_Requirement_: Every line in the listing below from the one with "pub fn normalized(&self)" through the one with "let order = stable_dedup_order(floored.iter().map(|(ts, _)|" is to be reproduced exactly, both ends included; leave out the rest.

_Data extract_:
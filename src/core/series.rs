//! Timestamped measurement series with explicit missing values.

use std::collections::BTreeMap;

use chrono::{NaiveDate, NaiveDateTime};

use super::time::floor_to_minute;

/// A single measurement column aligned to timestamps.
///
/// Missing samples are `None`; they are never dropped silently so that
/// timestamp alignment survives every transform.
#[derive(Debug, Clone, PartialEq, Default)]
pub struct TimeSeries {
    /// Sample timestamps.
    pub timestamps: Vec<NaiveDateTime>,
    /// Sample values, `None` where missing.
    pub values: Vec<Option<f64>>,
}

impl TimeSeries {
    /// Creates an empty series.
    pub fn new() -> Self {
        Self::default()
    }

    /// Creates an empty series with pre-allocated capacity.
    pub fn with_capacity(capacity: usize) -> Self {
        Self {
            timestamps: Vec::with_capacity(capacity),
            values: Vec::with_capacity(capacity),
        }
    }

    /// Creates a series from parallel vectors.
    ///
    /// # Panics
    ///
    /// Panics if the vectors differ in length.
    pub fn from_parts(timestamps: Vec<NaiveDateTime>, values: Vec<Option<f64>>) -> Self {
        assert_eq!(
            timestamps.len(),
            values.len(),
            "timestamps and values must have same length"
        );
        Self { timestamps, values }
    }

    /// Creates a series from `(timestamp, value)` pairs.
    pub fn from_pairs<I>(pairs: I) -> Self
    where
        I: IntoIterator<Item = (NaiveDateTime, Option<f64>)>,
    {
        let (timestamps, values) = pairs.into_iter().unzip();
        Self { timestamps, values }
    }

    #[inline]
    pub fn len(&self) -> usize {
        self.timestamps.len()
    }

    #[inline]
    pub fn is_empty(&self) -> bool {
        self.timestamps.is_empty()
    }

    /// Appends a sample.
    #[inline]
    pub fn push(&mut self, ts: NaiveDateTime, value: Option<f64>) {
        self.timestamps.push(ts);
        self.values.push(value);
    }

    /// Iterates over `(timestamp, value)` pairs.
    pub fn iter(&self) -> impl Iterator<Item = (NaiveDateTime, Option<f64>)> + '_ {
        self.timestamps.iter().copied().zip(self.values.iter().copied())
    }

    /// Number of non-missing samples.
    pub fn valid_count(&self) -> usize {
        self.values.iter().filter(|v| v.is_some()).count()
    }

    /// Non-missing values in order.
    pub fn valid_values(&self) -> Vec<f64> {
        self.values.iter().flatten().copied().collect()
    }

    /// Arithmetic mean of the non-missing values.
    pub fn mean(&self) -> Option<f64> {
        mean_of(self.values.iter().flatten().copied())
    }

    /// Earliest and latest timestamps, assuming the series is sorted.
    pub fn span(&self) -> Option<(NaiveDateTime, NaiveDateTime)> {
        Some((*self.timestamps.first()?, *self.timestamps.last()?))
    }

    /// Returns a copy with the same timestamps and transformed values.
    pub fn map_values<F>(&self, f: F) -> Self
    where
        F: Fn(Option<f64>) -> Option<f64>,
    {
        Self {
            timestamps: self.timestamps.clone(),
            values: self.values.iter().map(|&v| f(v)).collect(),
        }
    }

    /// Returns the samples whose timestamps fall inside `[start, end]`.
    ///
    /// Either bound may be open.
    pub fn between(&self, start: Option<NaiveDateTime>, end: Option<NaiveDateTime>) -> Self {
        self.iter()
            .filter(|(ts, _)| start.map_or(true, |s| *ts >= s) && end.map_or(true, |e| *ts <= e))
            .collect()
    }

    /// Splits the series into calendar days, preserving order within each day.
    pub fn group_by_day(&self) -> Vec<(NaiveDate, TimeSeries)> {
        let mut days: BTreeMap<NaiveDate, TimeSeries> = BTreeMap::new();
        for (ts, value) in self.iter() {
            days.entry(ts.date()).or_default().push(ts, value);
        }
        days.into_iter().collect()
    }

    /// Floors timestamps to the minute, sorts them and drops duplicates.
    ///
    /// The sort is stable, so among samples sharing a minute the one that
    /// appeared first in the input is kept.
    pub fn normalized(&self) -> Self {
        let floored: Vec<(NaiveDateTime, Option<f64>)> =
            self.iter().map(|(ts, v)| (floor_to_minute(ts), v)).collect();
        let order = stable_dedup_order(floored.iter().map(|(ts, _)| *ts));
        order.into_iter().map(|i| floored[i]).collect()
    }
}

impl FromIterator<(NaiveDateTime, Option<f64>)> for TimeSeries {
    fn from_iter<I: IntoIterator<Item = (NaiveDateTime, Option<f64>)>>(iter: I) -> Self {
        Self::from_pairs(iter)
    }
}

/// Mean of an iterator of values, `None` when it is empty.
pub fn mean_of<I: IntoIterator<Item = f64>>(values: I) -> Option<f64> {
    let (sum, count) = values
        .into_iter()
        .fold((0.0, 0usize), |(s, c), v| (s + v, c + 1));
    if count == 0 {
        None
    } else {
        Some(sum / count as f64)
    }
}

/// Rounds to a fixed number of decimal places.
#[inline]
pub fn round_to(value: f64, decimals: u32) -> f64 {
    let factor = 10f64.powi(decimals as i32);
    (value * factor).round() / factor
}

/// Indices that visit timestamps in sorted order, skipping later duplicates.
///
/// Shared by [`TimeSeries::normalized`] and the table equivalent so both
/// apply the same first-occurrence-wins policy.
pub(crate) fn stable_dedup_order<I>(timestamps: I) -> Vec<usize>
where
    I: IntoIterator<Item = NaiveDateTime>,
{
    let mut indexed: Vec<(usize, NaiveDateTime)> = timestamps.into_iter().enumerate().collect();
    indexed.sort_by_key(|(_, ts)| *ts);

    let mut order = Vec::with_capacity(indexed.len());
    let mut last: Option<NaiveDateTime> = None;
    for (i, ts) in indexed {
        if last != Some(ts) {
            order.push(i);
            last = Some(ts);
        }
    }
    order
}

_Result of this task_:
    pub fn normalized(&self) -> Self {
        let floored: Vec<(NaiveDateTime, Option<f64>)> =
            self.iter().map(|(ts, v)| (floor_to_minute(ts), v)).collect();
        let order = stable_dedup_order(floored.iter().map(|(ts, _)| *ts));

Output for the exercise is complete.